[Records supplied — start]

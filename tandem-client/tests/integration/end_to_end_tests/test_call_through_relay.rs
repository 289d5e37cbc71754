use std::sync::Arc;
use std::time::Duration;
use tandem_client::{
    CallClient, CallHandle, ClientConfig, Collaborators, LocationProvider, NegotiationState,
    SdpKind, SignalingChannel,
};
use tandem_core::IceServerConfig;
use tandem_core::utils::{DEFAULT_STUN_ADDR, SIGNALING_PATH};
use tandem_server::{DEFAULT_ROOM_QUEUE, SignalingService, router};

use crate::integration::init_tracing;
use crate::utils::{
    MockCapture, MockLocation, MockTransportFactory, Observed, RecordingObserver, TransportCall,
};

const STEP_TIMEOUT: Duration = Duration::from_secs(5);

async fn spawn_relay() -> String {
    let ice_servers = vec![IceServerConfig {
        urls: vec![DEFAULT_STUN_ADDR.to_owned()],
        username: None,
        credential: None,
    }];
    let app = router(SignalingService::new(ice_servers, DEFAULT_ROOM_QUEUE));
    let listener = tokio::net::TcpListener::bind("127.0.0.1:0")
        .await
        .expect("Failed to bind test listener");
    let addr = listener.local_addr().expect("No local addr");
    tokio::spawn(async move {
        let _ = axum::serve(listener, app).await;
    });
    format!("ws://{}{}", addr, SIGNALING_PATH)
}

struct Peer {
    handle: CallHandle,
    transports: MockTransportFactory,
    observer: RecordingObserver,
}

async fn spawn_peer(url: &str, label: &str, location: Option<MockLocation>) -> Peer {
    let channel = SignalingChannel::connect(url).await.expect("connect");
    let transports = MockTransportFactory::new(label)
        .with_auto_track()
        .with_auto_candidates(2);
    let observer = RecordingObserver::default();
    let collaborators = Collaborators {
        transports: Arc::new(transports.clone()),
        capture: Arc::new(MockCapture::default()),
        location: location.map(|l| Arc::new(l) as Arc<dyn LocationProvider>),
        observer: Arc::new(observer.clone()),
    };
    let (client, handle) = CallClient::new(ClientConfig::default(), channel, collaborators);
    tokio::spawn(client.run());
    Peer {
        handle,
        transports,
        observer,
    }
}

async fn wait_state(peer: &Peer, f: impl FnMut(&NegotiationState) -> bool) -> NegotiationState {
    tokio::time::timeout(STEP_TIMEOUT, peer.handle.wait_for_state(f))
        .await
        .expect("Timeout waiting for state")
        .expect("Call client stopped")
}

async fn wait_observed(peer: &Peer, event: Observed) {
    let deadline = tokio::time::Instant::now() + STEP_TIMEOUT;
    while !peer.observer.contains(&event) {
        assert!(
            tokio::time::Instant::now() < deadline,
            "Timeout waiting for {event:?}"
        );
        tokio::time::sleep(Duration::from_millis(10)).await;
    }
}

#[tokio::test]
async fn test_two_peers_connect_and_hang_up() {
    init_tracing();

    let url = spawn_relay().await;
    let alice = spawn_peer(&url, "alice", Some(MockLocation::at(1.0, 2.0))).await;
    let bob = spawn_peer(&url, "bob", None).await;

    alice.handle.request_join("call-1").await.unwrap();
    wait_state(&alice, |s| matches!(s, NegotiationState::Answering { .. })).await;

    bob.handle.request_join("call-1").await.unwrap();
    wait_state(&bob, |s| matches!(s, NegotiationState::Connected { .. })).await;
    wait_state(&alice, |s| matches!(s, NegotiationState::Connected { .. })).await;

    let a = alice.transports.last();
    let b = bob.transports.last();

    // Descriptions arrive exactly as produced.
    assert_eq!(a.remote_sdp(), b.local_sdp());
    assert_eq!(b.remote_sdp(), a.local_sdp());
    assert!(matches!(
        a.calls().first(),
        Some(TransportCall::SetRemote(SdpKind::Offer, _))
    ));

    wait_observed(&bob, Observed::Location("Lat: 1, Lng: 2".into())).await;
    assert!(alice.observer.events().iter().all(|e| !matches!(e, Observed::Location(_))));

    // Each side applies both of the other's candidates.
    let deadline = tokio::time::Instant::now() + STEP_TIMEOUT;
    while a.applied_candidates().len() < 2 || b.applied_candidates().len() < 2 {
        assert!(tokio::time::Instant::now() < deadline, "candidates not applied");
        tokio::time::sleep(Duration::from_millis(10)).await;
    }

    alice.handle.hang_up().await;
    assert_eq!(alice.handle.state(), NegotiationState::Closed);
    assert!(a.is_closed());

    wait_observed(&bob, Observed::PeerLeft).await;
    assert!(b.is_closed());
    assert_eq!(bob.handle.state(), NegotiationState::Closed);
}

#[tokio::test]
async fn test_third_peer_is_told_the_room_is_full() {
    init_tracing();

    let url = spawn_relay().await;
    let alice = spawn_peer(&url, "alice", None).await;
    let bob = spawn_peer(&url, "bob", None).await;
    let carol = spawn_peer(&url, "carol", None).await;

    alice.handle.request_join("call-1").await.unwrap();
    wait_state(&alice, |s| matches!(s, NegotiationState::Answering { .. })).await;
    bob.handle.request_join("call-1").await.unwrap();
    wait_state(&bob, |s| matches!(s, NegotiationState::Connected { .. })).await;

    carol.handle.request_join("call-1").await.unwrap();
    wait_observed(&carol, Observed::RoomFull("call-1".into())).await;

    assert_eq!(carol.handle.state(), NegotiationState::Idle);
    assert!(carol.transports.created().is_empty());
}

[Records supplied — finish]

**Exercise goal:**
All of the material should be set down exactly as it reads.

**Response below:**
filename tandem-client/tests/integration/end_to_end_tests/test_call_through_relay.rs
repository 289d5e37cbc71754
use std::sync::Arc;
use std::time::Duration;
use tandem_client::{
    CallClient, CallHandle, ClientConfig, Collaborators, LocationProvider, NegotiationState,
    SdpKind, SignalingChannel,
};
use tandem_core::IceServerConfig;
use tandem_core::utils::{DEFAULT_STUN_ADDR, SIGNALING_PATH};
use tandem_server::{DEFAULT_ROOM_QUEUE, SignalingService, router};

use crate::integration::init_tracing;
use crate::utils::{
    MockCapture, MockLocation, MockTransportFactory, Observed, RecordingObserver, TransportCall,
};

const STEP_TIMEOUT: Duration = Duration::from_secs(5);

async fn spawn_relay() -> String {
    let ice_servers = vec![IceServerConfig {
        urls: vec![DEFAULT_STUN_ADDR.to_owned()],
        username: None,
        credential: None,
    }];
    let app = router(SignalingService::new(ice_servers, DEFAULT_ROOM_QUEUE));
    let listener = tokio::net::TcpListener::bind("127.0.0.1:0")
        .await
        .expect("Failed to bind test listener");
    let addr = listener.local_addr().expect("No local addr");
    tokio::spawn(async move {
        let _ = axum::serve(listener, app).await;
    });
    format!("ws://{}{}", addr, SIGNALING_PATH)
}

struct Peer {
    handle: CallHandle,
    transports: MockTransportFactory,
    observer: RecordingObserver,
}

async fn spawn_peer(url: &str, label: &str, location: Option<MockLocation>) -> Peer {
    let channel = SignalingChannel::connect(url).await.expect("connect");
    let transports = MockTransportFactory::new(label)
        .with_auto_track()
        .with_auto_candidates(2);
    let observer = RecordingObserver::default();
    let collaborators = Collaborators {
        transports: Arc::new(transports.clone()),
        capture: Arc::new(MockCapture::default()),
        location: location.map(|l| Arc::new(l) as Arc<dyn LocationProvider>),
        observer: Arc::new(observer.clone()),
    };
    let (client, handle) = CallClient::new(ClientConfig::default(), channel, collaborators);
    tokio::spawn(client.run());
    Peer {
        handle,
        transports,
        observer,
    }
}

async fn wait_state(peer: &Peer, f: impl FnMut(&NegotiationState) -> bool) -> NegotiationState {
    tokio::time::timeout(STEP_TIMEOUT, peer.handle.wait_for_state(f))
        .await
        .expect("Timeout waiting for state")
        .expect("Call client stopped")
}

async fn wait_observed(peer: &Peer, event: Observed) {
    let deadline = tokio::time::Instant::now() + STEP_TIMEOUT;
    while !peer.observer.contains(&event) {
        assert!(
            tokio::time::Instant::now() < deadline,
            "Timeout waiting for {event:?}"
        );
        tokio::time::sleep(Duration::from_millis(10)).await;
    }
}

#[tokio::test]
async fn test_two_peers_connect_and_hang_up() {
    init_tracing();

    let url = spawn_relay().await;
    let alice = spawn_peer(&url, "alice", Some(MockLocation::at(1.0, 2.0))).await;
    let bob = spawn_peer(&url, "bob", None).await;

    alice.handle.request_join("call-1").await.unwrap();
    wait_state(&alice, |s| matches!(s, NegotiationState::Answering { .. })).await;

    bob.handle.request_join("call-1").await.unwrap();
    wait_state(&bob, |s| matches!(s, NegotiationState::Connected { .. })).await;
    wait_state(&alice, |s| matches!(s, NegotiationState::Connected { .. })).await;

    let a = alice.transports.last();
    let b = bob.transports.last();

    // Descriptions arrive exactly as produced.
    assert_eq!(a.remote_sdp(), b.local_sdp());
    assert_eq!(b.remote_sdp(), a.local_sdp());
    assert!(matches!(
        a.calls().first(),
        Some(TransportCall::SetRemote(SdpKind::Offer, _))
    ));

    wait_observed(&bob, Observed::Location("Lat: 1, Lng: 2".into())).await;
    assert!(alice.observer.events().iter().all(|e| !matches!(e, Observed::Location(_))));

    // Each side applies both of the other's candidates.
    let deadline = tokio::time::Instant::now() + STEP_TIMEOUT;
    while a.applied_candidates().len() < 2 || b.applied_candidates().len() < 2 {
        assert!(tokio::time::Instant::now() < deadline, "candidates not applied");
        tokio::time::sleep(Duration::from_millis(10)).await;
    }

    alice.handle.hang_up().await;
    assert_eq!(alice.handle.state(), NegotiationState::Closed);
    assert!(a.is_closed());

    wait_observed(&bob, Observed::PeerLeft).await;
    assert!(b.is_closed());
    assert_eq!(bob.handle.state(), NegotiationState::Closed);
}

#[tokio::test]
async fn test_third_peer_is_told_the_room_is_full() {
    init_tracing();

    let url = spawn_relay().await;
    let alice = spawn_peer(&url, "alice", None).await;
    let bob = spawn_peer(&url, "bob", None).await;
    let carol = spawn_peer(&url, "carol", None).await;

    alice.handle.request_join("call-1").await.unwrap();
    wait_state(&alice, |s| matches!(s, NegotiationState::Answering { .. })).await;
    bob.handle.request_join("call-1").await.unwrap();
    wait_state(&bob, |s| matches!(s, NegotiationState::Connected { .. })).await;

    carol.handle.request_join("call-1").await.unwrap();
    wait_observed(&carol, Observed::RoomFull("call-1".into())).await;

    assert_eq!(carol.handle.state(), NegotiationState::Idle);
    assert!(carol.transports.created().is_empty());
}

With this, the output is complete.